Millfield in Somerset is a case in point. The largest co-ed boarding school in England, eight alumni and one current student went to London 2012. Two – rower Helen Glover and shooter Peter Wilson – bagged gold. "Our facilities rival any in the country," notes Dr Graeme Maw, the school's director of sport. Indeed, he says, Millfield boasts a riding stable, an indoor tennis hall, "outstanding" cricket facilities, a 50m swimming pool and a golf course. "We have a responsibility for developing the whole of the young person – body, mind and spirit," he says. "Sport is central to that, and not just for the physical benefits, but for all the things sport can do in terms of character and values and leadership." He points to the school's swimming squad. "They train very hard and at very odd times, learning time management, discipline, responsibility, determination, dedication and confidence."
But although sport is integral to the education experience at both Millfield and King Edward's, Maw and Claughton agree that it's highly valued by independent schools across the board. "We're proud of our sports facilities at King Edward's, but they're comparable to those at most good independent day schools," acknowledges Claughton. The day school boasts several rugby pitches, four cricket squares, an athletics track, a swimming pool, a sports hall and squash courts. Compared to the facilities found in most state sector schools, it's an impressive norm.

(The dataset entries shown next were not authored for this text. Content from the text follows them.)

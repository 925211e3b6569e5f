//! Google Drive object store and OAuth token file handling
//!
//! Uses raw HTTP requests against the Drive v3 and OAuth endpoints. The
//! token file is the "authorized user" JSON written by Google's installed-app
//! flow; creating it the first time happens outside this tool.

use async_trait::async_trait;
use chrono::{DateTime, Duration as ChronoDuration, Utc};
use secrecy::ExposeSecret;
use serde::{Deserialize, Serialize};
use std::path::{Path, PathBuf};
use tracing::{debug, info};

use crate::error::{CwallError, Result};
use crate::platforms::{Credential, CredentialProvider, ObjectStore};

const DRIVE_UPLOAD_URL: &str = "https://www.googleapis.com/upload/drive/v3/files";
const DEFAULT_TOKEN_URI: &str = "https://oauth2.googleapis.com/token";

/// Refresh this long before the recorded expiry
const EXPIRY_MARGIN_SECS: i64 = 60;

/// Authorized-user token file contents
///
/// Unknown fields are preserved so that rewriting the file after a refresh
/// does not drop anything other tools put there.
#[derive(Debug, Clone, Serialize, Deserialize)]
pub struct AuthorizedUserToken {
    #[serde(default)]
    pub token: Option<String>,
    #[serde(default)]
    pub refresh_token: Option<String>,
    #[serde(default = "default_token_uri")]
    pub token_uri: String,
    #[serde(default)]
    pub client_id: Option<String>,
    #[serde(default)]
    pub client_secret: Option<String>,
    #[serde(default)]
    pub expiry: Option<DateTime<Utc>>,
    #[serde(flatten)]
    pub extra: serde_json::Map<String, serde_json::Value>,
}

fn default_token_uri() -> String {
    DEFAULT_TOKEN_URI.to_string()
}

impl AuthorizedUserToken {
    /// Whether the access token is missing or about to expire at `now`
    pub fn needs_refresh(&self, now: DateTime<Utc>) -> bool {
        match (&self.token, self.expiry) {
            (None, _) => true,
            (Some(token), _) if token.is_empty() => true,
            (Some(_), None) => false,
            (Some(_), Some(expiry)) => expiry <= now + ChronoDuration::seconds(EXPIRY_MARGIN_SECS),
        }
    }

    fn credential(&self) -> Option<Credential> {
        self.token
            .as_ref()
            .map(|token| Credential::new(token.clone(), self.expiry))
    }
}

#[derive(Debug, Deserialize)]
struct RefreshResponse {
    access_token: String,
    #[serde(default)]
    expires_in: Option<i64>,
}

/// Credential provider backed by an authorized-user token file
pub struct TokenFileProvider {
    path: PathBuf,
    http_client: reqwest::Client,
}

impl TokenFileProvider {
    pub fn new(path: PathBuf) -> Self {
        Self {
            path,
            http_client: super::http_client(),
        }
    }

    fn load(&self) -> Result<AuthorizedUserToken> {
        if !self.path.exists() {
            return Err(CwallError::Auth(format!(
                "Google token file not found: {}. Complete the Google OAuth consent flow once to create it.",
                self.path.display()
            )));
        }
        let content = std::fs::read_to_string(&self.path).map_err(|e| {
            CwallError::Auth(format!("Failed to read {}: {}", self.path.display(), e))
        })?;
        serde_json::from_str(&content).map_err(|e| {
            CwallError::Auth(format!("Failed to parse {}: {}", self.path.display(), e))
        })
    }

    fn save(&self, token: &AuthorizedUserToken) -> Result<()> {
        let content = serde_json::to_string(token)
            .map_err(|e| CwallError::Auth(format!("Failed to serialize token: {}", e)))?;
        std::fs::write(&self.path, content).map_err(|e| {
            CwallError::Auth(format!("Failed to write {}: {}", self.path.display(), e))
        })
    }

    /// Exchange the refresh token for a new access token, returning the
    /// updated token file contents
    async fn refresh(&self, token: &AuthorizedUserToken) -> Result<AuthorizedUserToken> {
        let missing = |field: &str| {
            CwallError::Auth(format!(
                "{} has no {}; re-run the Google OAuth consent flow",
                self.path.display(),
                field
            ))
        };
        let refresh_token = token.refresh_token.as_deref().ok_or_else(|| missing("refresh_token"))?;
        let client_id = token.client_id.as_deref().ok_or_else(|| missing("client_id"))?;
        let client_secret = token
            .client_secret
            .as_deref()
            .ok_or_else(|| missing("client_secret"))?;

        info!("Refreshing Google access token");

        let params = [
            ("grant_type", "refresh_token"),
            ("refresh_token", refresh_token),
            ("client_id", client_id),
            ("client_secret", client_secret),
        ];
        let response = self
            .http_client
            .post(&token.token_uri)
            .form(&params)
            .send()
            .await
            .map_err(|e| CwallError::Auth(format!("Token refresh request failed: {}", e)))?;

        if !response.status().is_success() {
            let status = response.status();
            let body = response.text().await.unwrap_or_default();
            return Err(CwallError::Auth(format!(
                "Token refresh rejected ({}): {}",
                status, body
            )));
        }

        let refreshed: RefreshResponse = response
            .json()
            .await
            .map_err(|e| CwallError::Auth(format!("Failed to parse token response: {}", e)))?;

        let mut updated = token.clone();
        updated.token = Some(refreshed.access_token);
        updated.expiry = refreshed
            .expires_in
            .map(|secs| Utc::now() + ChronoDuration::seconds(secs));
        Ok(updated)
    }
}

#[async_trait]
impl CredentialProvider for TokenFileProvider {
    async fn valid_credential(&self) -> Result<Credential> {
        let token = self.load()?;

        let token = if token.needs_refresh(Utc::now()) {
            let refreshed = self.refresh(&token).await?;
            self.save(&refreshed)?;
            refreshed
        } else {
            debug!("Using cached Google access token");
            token
        };

        token
            .credential()
            .ok_or_else(|| CwallError::Auth("Token file holds no access token".to_string()))
    }
}

/// Google Drive as the object store
pub struct DriveStore {
    http_client: reqwest::Client,
    upload_url: String,
}

impl DriveStore {
    pub fn new() -> Self {
        Self {
            http_client: super::http_client(),
            upload_url: DRIVE_UPLOAD_URL.to_string(),
        }
    }
}

impl Default for DriveStore {
    fn default() -> Self {
        Self::new()
    }
}

#[derive(Debug, Deserialize)]
struct CreatedFile {
    id: String,
}

/// Body of a Drive `uploadType=multipart` request: JSON metadata part
/// followed by the image bytes, as `multipart/related`
fn multipart_related_body(boundary: &str, metadata: &serde_json::Value, data: &[u8]) -> Vec<u8> {
    let mut body = Vec::with_capacity(data.len() + 512);
    body.extend_from_slice(
        format!(
            "--{b}\r\nContent-Type: application/json; charset=UTF-8\r\n\r\n{m}\r\n--{b}\r\nContent-Type: image/jpeg\r\n\r\n",
            b = boundary,
            m = metadata
        )
        .as_bytes(),
    );
    body.extend_from_slice(data);
    body.extend_from_slice(format!("\r\n--{}--\r\n", boundary).as_bytes());
    body
}

#[async_trait]
impl ObjectStore for DriveStore {
    async fn upload(
        &self,
        path: &Path,
        folder_id: &str,
        credential: &Credential,
    ) -> Result<String> {
        let name = path
            .file_name()
            .map(|n| n.to_string_lossy().into_owned())
            .ok_or_else(|| CwallError::Upload(format!("{} has no file name", path.display())))?;
        let data = tokio::fs::read(path)
            .await
            .map_err(|e| CwallError::Upload(format!("Failed to read {}: {}", path.display(), e)))?;

        let metadata = serde_json::json!({ "name": name, "parents": [folder_id] });
        let boundary = format!("cwall-{}", uuid::Uuid::new_v4().simple());
        let body = multipart_related_body(&boundary, &metadata, &data);

        let response = self
            .http_client
            .post(&self.upload_url)
            .query(&[("uploadType", "multipart"), ("fields", "id")])
            .bearer_auth(credential.access_token.expose_secret())
            .header(
                reqwest::header::CONTENT_TYPE,
                format!("multipart/related; boundary={}", boundary),
            )
            .body(body)
            .send()
            .await
            .map_err(|e| CwallError::Upload(format!("Drive upload request failed: {}", e)))?;

        if !response.status().is_success() {
            let status = response.status();
            let text = response.text().await.unwrap_or_default();
            return Err(CwallError::Upload(format!(
                "Drive rejected {} ({}): {}",
                name, status, text
            )));
        }

        let created: CreatedFile = response
            .json()
            .await
            .map_err(|e| CwallError::Upload(format!("Failed to parse Drive response: {}", e)))?;

        info!(
            "Uploaded {} to Google Drive with file ID {}",
            path.display(),
            created.id
        );
        Ok(created.id)
    }

    fn public_url(&self, object_id: &str) -> String {
        format!("https://drive.google.com/uc?id={}", object_id)
    }
}

#[cfg(test)]
mod tests {
    use super::*;
    use tempfile::TempDir;

    fn token_json(expiry: &str) -> String {
        format!(
            r#"{{"token":"ya29.cached","refresh_token":"1//rt","client_id":"cid","client_secret":"cs","scopes":["https://www.googleapis.com/auth/drive"],"expiry":"{}"}}"#,
            expiry
        )
    }

    #[test]
    fn test_needs_refresh() {
        let now = Utc::now();
        let mut token: AuthorizedUserToken =
            serde_json::from_str(&token_json("2099-01-01T00:00:00Z")).unwrap();
        assert!(!token.needs_refresh(now));

        token.expiry = Some(now + ChronoDuration::seconds(30));
        assert!(token.needs_refresh(now), "inside the safety margin");

        token.expiry = None;
        assert!(!token.needs_refresh(now));

        token.token = None;
        assert!(token.needs_refresh(now));
    }

    #[test]
    fn test_token_file_preserves_unknown_fields() {
        let token: AuthorizedUserToken =
            serde_json::from_str(&token_json("2099-01-01T00:00:00Z")).unwrap();
        assert_eq!(token.token_uri, DEFAULT_TOKEN_URI);
        assert!(token.extra.contains_key("scopes"));

        let written = serde_json::to_value(&token).unwrap();
        assert!(written.get("scopes").is_some());
    }

    #[tokio::test]
    async fn test_missing_token_file_is_auth_error() {
        let dir = TempDir::new().unwrap();
        let provider = TokenFileProvider::new(dir.path().join("token.json"));

        match provider.valid_credential().await {
            Err(CwallError::Auth(msg)) => assert!(msg.contains("not found")),
            other => panic!("Expected auth error, got {:?}", other),
        }
    }

    #[tokio::test]
    async fn test_fresh_token_is_used_without_refresh() {
        let dir = TempDir::new().unwrap();
        let path = dir.path().join("token.json");
        std::fs::write(&path, token_json("2099-01-01T00:00:00Z")).unwrap();

        let credential = TokenFileProvider::new(path).valid_credential().await.unwrap();
        assert_eq!(credential.access_token.expose_secret(), "ya29.cached");
    }

    #[tokio::test]
    async fn test_expired_token_without_refresh_token_is_auth_error() {
        let dir = TempDir::new().unwrap();
        let path = dir.path().join("token.json");
        std::fs::write(
            &path,
            r#"{"token":"old","expiry":"2000-01-01T00:00:00Z","client_id":"cid","client_secret":"cs"}"#,
        )
        .unwrap();

        match TokenFileProvider::new(path).valid_credential().await {
            Err(CwallError::Auth(msg)) => assert!(msg.contains("refresh_token")),
            other => panic!("Expected auth error, got {:?}", other),
        }
    }

    #[test]
    fn test_multipart_related_body_layout() {
        let metadata = serde_json::json!({ "name": "IMG001.JPEG", "parents": ["f1"] });
        let body = multipart_related_body("XYZ", &metadata, b"\xff\xd8jpeg");
        let text = String::from_utf8_lossy(&body);

        assert!(text.starts_with("--XYZ\r\nContent-Type: application/json"));
        assert!(text.contains(r#""parents":["f1"]"#));
        assert!(text.contains("Content-Type: image/jpeg\r\n\r\n"));
        assert!(text.ends_with("\r\n--XYZ--\r\n"));
    }

    #[test]
    fn test_public_url() {
        assert_eq!(
            DriveStore::new().public_url("abc123"),
            "https://drive.google.com/uc?id=abc123"
        );
    }
}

The calibre of sports coaching at independent schools is also extremely high. "Staff here would expect that if they have some sporting experience or ability, they would be coaching teams, running sessions and so on," says Claughton. "In addition to that, schools like ours invest a lot of money in PE and games staff, and attract very able sportspeople. My hockey coach went to an Olympics, for example. The director of rugby at most independent schools will be a former professional, and lots will have cricket professionals too."
Millfield similarly prides itself on recruiting exceptional sports staff. Its coaches include the ex-Olympian swimmer Helen Gouldby and athlete Gary Jennings. Maw himself is a former performance director for both the Welsh Rugby Union and the British Triathlon Association. "There are about 140 members of staff here who actively deliver sports programmes," Maw notes. "About 30 of those are highly-qualified professional sports coaches whose particular expertise is in working with young people – but we have additional teachers who enthusiastically deliver sport, and who receive training to support them in that."
Sporting excellence in the independent schools sector has been propelled into the public eye this summer, partly due to its successes of Team GB, and partly in discussions over the legacy of the Games. The government has come under fire – not least from the outgoing chairman of the British Olympic Association, Lord Moynihan – for failing to sufficiently support sports provision in state schools.
Sue Campbell, the chairman of UK Sport, agrees that independent schools are better set up to support sports education. "State schools might have a PE teacher but they don't have someone to manage the after-school opportunities, to hire some coaches, to organise the inter-school sport," she has said. "This means athletes from state schools get there [because] they happen to chance upon a sport where they are given good coaching, whereas the independent schools have structured, clear pathways and quality coaching."
For its part, the ISC points out that the majority of independent schools are involved in sports partnerships with local state schools and sports clubs. According to the ISC Census 2012, 970 of 1,223 schools had such sporting partnerships. "We're very lucky with our facilities," says Claughton. "Schools in the HMC do a great deal in partnership [with state schools and local clubs] and are ready to do more." It's not about hoarding facilities, he notes, it's about striving for sporting excellence and reaping the wider educational benefits that come with that.